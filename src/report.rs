//! Per-timestep efficacy reports and their shared history.

use std::sync::Arc;

use chrono::{Local, TimeZone, Utc};
use parking_lot::RwLock;
use serde::Serialize;
use serde_json::{Map, Value};

use crate::sim::message::Timestamp;

/// Row timestamp layout: `MM/DD/YY HH:MM`.
pub const DATE_TIME_FORMAT: &str = "%m/%d/%y %H:%M";

/// Time zone used to render row timestamps.
#[derive(Debug, Clone, Copy, PartialEq, Eq, Default)]
pub enum Clock {
    #[default]
    Local,
    Utc,
}

impl Clock {
    pub fn from_local_time(local_time: bool) -> Self {
        if local_time { Clock::Local } else { Clock::Utc }
    }
}

/// Formats a simulation timestamp for CSV rows and published maps.
///
/// Falls back to the raw seconds when the instant cannot be represented.
pub fn format_timestamp(timestamp: Timestamp, clock: Clock) -> String {
    let secs = timestamp.seconds();
    let formatted = match clock {
        Clock::Local => Local
            .timestamp_opt(secs, 0)
            .earliest()
            .map(|t| t.format(DATE_TIME_FORMAT).to_string()),
        Clock::Utc => Utc
            .timestamp_opt(secs, 0)
            .earliest()
            .map(|t| t.format(DATE_TIME_FORMAT).to_string()),
    };
    formatted.unwrap_or_else(|| timestamp.to_string())
}

/// One value per section column; `None` renders as an empty cell.
#[derive(Debug, Clone, PartialEq, Serialize)]
pub struct ReportRow {
    pub cells: Vec<Option<f64>>,
}

impl ReportRow {
    /// Row of `width` empty cells.
    pub fn empty(width: usize) -> Self {
        Self {
            cells: vec![None; width],
        }
    }

    /// JSON object with the formatted `timestamp` plus every filled cell.
    pub fn to_json_map(&self, sections: &[String], date_time: &str) -> Map<String, Value> {
        let mut map = Map::new();
        map.insert("timestamp".to_string(), Value::from(date_time));
        for (section, cell) in sections.iter().zip(&self.cells) {
            if let Some(value) = cell {
                map.insert(section.clone(), Value::from(*value));
            }
        }
        map
    }
}

/// Efficacy, load, and DER rows of one simulation timestep.
#[derive(Debug, Clone, PartialEq, Serialize)]
pub struct TimestepReport {
    pub timestamp: Timestamp,
    pub date_time: String,
    pub efficacy: ReportRow,
    pub load: ReportRow,
    pub der: ReportRow,
}

impl TimestepReport {
    pub fn new(timestamp: Timestamp, date_time: String, width: usize) -> Self {
        Self {
            timestamp,
            date_time,
            efficacy: ReportRow::empty(width),
            load: ReportRow::empty(width),
            der: ReportRow::empty(width),
        }
    }
}

/// Shared, append-only record of processed timesteps.
#[derive(Debug, Clone, Default)]
pub struct ReportHistory {
    inner: Arc<RwLock<Vec<TimestepReport>>>,
}

impl ReportHistory {
    pub fn new() -> Self {
        Self::default()
    }

    pub fn push(&self, report: TimestepReport) {
        self.inner.write().push(report);
    }

    pub fn len(&self) -> usize {
        self.inner.read().len()
    }

    pub fn is_empty(&self) -> bool {
        self.inner.read().is_empty()
    }

    pub fn latest(&self) -> Option<TimestepReport> {
        self.inner.read().last().cloned()
    }

    /// Reports whose timestamp lies in `from..=to`.
    pub fn range(&self, from: Timestamp, to: Timestamp) -> Vec<TimestepReport> {
        self.inner
            .read()
            .iter()
            .filter(|r| r.timestamp >= from && r.timestamp <= to)
            .cloned()
            .collect()
    }
}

**Task brief:**
Copy out, from the material above, each line where the word "RwLock" is present.

**Result of the task:**
use parking_lot::RwLock;
    inner: Arc<RwLock<Vec<TimestepReport>>>,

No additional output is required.